Wilkinson v. Henry, 6 Div. 603.
Decision Date | 17 April 1930 |
Docket Number | 6 Div. 603. |
Citation | 221 Ala. 254,128 So. 362 |
Parties | WILKINSON v. HENRY, COUNTY TREASURER, ET AL. |
Court | Alabama Supreme Court |
Rehearing Denied May 22, 1930.
Appeal from Circuit Court, Jefferson County; Richard V. Evans Judge.
Bill for injunction by Horace C. Wilkinson against M. V. Henry, as Treasurer of Jefferson County, J. P. Stiles, as Probate Judge, George Whitfield, as Clerk of the Circuit Court. From a decree sustaining a demurrer to the bill and dismissing it complainant appeals.
Affirmed.
Horace C. Wilkinson and Crampton Harris, both of Birmingham, for appellant.
D. M. Powell, of Greenville, and Alex T. Howard, of Mobile, amici curiæ.
Robt. B. Evins and Forney Johnston, both of Birmingham, for appellee.

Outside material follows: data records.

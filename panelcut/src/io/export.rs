use crate::entities::{LayoutResult, SheetLayout};
use crate::geometry::Rect;
use crate::io::ext_repr::{ExtPlacement, ExtRect, ExtSheet, ExtSolution, ExtUnplaced};

/// Exports the layouts of a single material out of the library
pub fn export(result: &LayoutResult, material: &str) -> ExtSolution {
    ExtSolution {
        material: material.to_string(),
        sheets: result.sheets.iter().map(export_sheet).collect(),
        stats: result.stats.clone(),
        unplaced: result
            .unplaced
            .iter()
            .map(|u| ExtUnplaced {
                part_id: u.part_id.to_string(),
                label: u.label.to_string(),
                count: u.count,
                reason: u.reason,
            })
            .collect(),
        diagnostics: result.diagnostics.clone(),
    }
}

pub fn export_sheet(sheet: &SheetLayout) -> ExtSheet {
    ExtSheet {
        stock_id: sheet.stock_id.clone(),
        index: sheet.index,
        width: sheet.width,
        length: sheet.length,
        utilization: sheet.utilization(),
        placements: sheet
            .placements
            .iter()
            .map(|p| ExtPlacement {
                part_id: p.part_id.to_string(),
                label: p.label.to_string(),
                x: p.x,
                y: p.y,
                width: p.width,
                height: p.height,
                rotation: p.rotation,
            })
            .collect(),
        offcuts: sheet.offcuts.iter().map(|o| ExtRect::from(*o)).collect(),
        cuts: sheet.cuts.clone(),
    }
}

impl From<Rect> for ExtRect {
    fn from(r: Rect) -> Self {
        ExtRect {
            x: r.x_min,
            y: r.y_min,
            width: r.width(),
            height: r.height(),
        }
    }
}
use crate::EPOCH;
use anyhow::{Context, Result};
use log::{LevelFilter, info};
use panelcut::io::ext_repr::ExtInstance;
use serde::Serialize;
use std::fs;
use std::fs::File;
use std::io::{BufReader, BufWriter};
use std::path::Path;
use ::svg::Document;

pub mod cli;
pub mod output;
pub mod svg;

pub fn read_instance(path: &Path) -> Result<ExtInstance> {
    let file = File::open(path)
        .with_context(|| format!("could not open instance file: {}", path.display()))?;
    let reader = BufReader::new(file);
    serde_json::from_reader(reader)
        .with_context(|| format!("could not parse instance file: {}", path.display()))
}

pub fn write_json(json: &impl Serialize, path: &Path) -> Result<()> {
    let file = File::create(path)
        .with_context(|| format!("could not open solution file: {}", path.display()))?;
    let writer = BufWriter::new(file);
    serde_json::to_writer_pretty(writer, json)
        .with_context(|| format!("could not write solution file: {}", path.display()))?;

    info!(
        "[MAIN] solution written to file://{}",
        fs::canonicalize(path)?.to_string_lossy()
    );
    Ok(())
}

pub fn write_svg(document: &Document, path: &Path) -> Result<()> {
    ::svg::save(path, document)
        .with_context(|| format!("could not write svg file: {}", path.display()))?;
    info!(
        "[MAIN] svg written to file://{}",
        fs::canonicalize(path)?.to_string_lossy()
    );
    Ok(())
}

pub fn init_logger(level_filter: LevelFilter) -> Result<()> {
    fern::Dispatch::new()
        // Perform allocation-free log formatting
        .format(|out, message, record| {
            let handle = std::thread::current();
            let thread_name = handle.name().unwrap_or("-");

            let duration = EPOCH.elapsed();
            let sec = duration.as_secs() % 60;
            let min = (duration.as_secs() / 60) % 60;
            let hours = (duration.as_secs() / 60) / 60;

            let prefix = format!(
                "[{}] [{:0>2}:{:0>2}:{:0>2}] <{}>",
                record.level(),
                hours,
                min,
                sec,
                thread_name,
            );

            out.finish(format_args!("{prefix:<27}{message}"))
        })
        // Add blanket level filter
        .level(level_filter)
        .chain(std::io::stdout())
        .apply()
        .context("could not initialize logger")?;
    info!("[MAIN] epoch: {}", jiff::Timestamp::now());
    Ok(())
}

This appeal is from the order of the circuit court denying the complainant's application for a temporary injunction, sustaining the defendant's demurrer, and dismissing the bill. Among other grounds of demurrer sustained is the general demurrer going to the equity of the bill.
The bill is filed by a resident taxpayer of Jefferson county, seeking to restrain the defendants-the judge of probate, the clerk of the circuit court, and the county treasurer-from exercising their statutory powers and discharge the duties imposed upon them by the primary election laws (Code, §§ 437, 613, 616)-the judge of probate and the clerk of the circuit court from appointing inspectors and clerks for the several election precincts (Code of 1923, §§ 437, 613, 616)-the probate judge from procuring the necessary "election supplies" (Code, § 625)-and the treasurer from paying any expense incurred in respect to the holding of the primary election for the nomination of candidates by the Democratic Party for state, federal, district, party, and county offices, called by a resolution of the State Democratic Executive Committee, for nomination of state, federal, district, and party candidates, and by the county committee for the nomination of county candidates.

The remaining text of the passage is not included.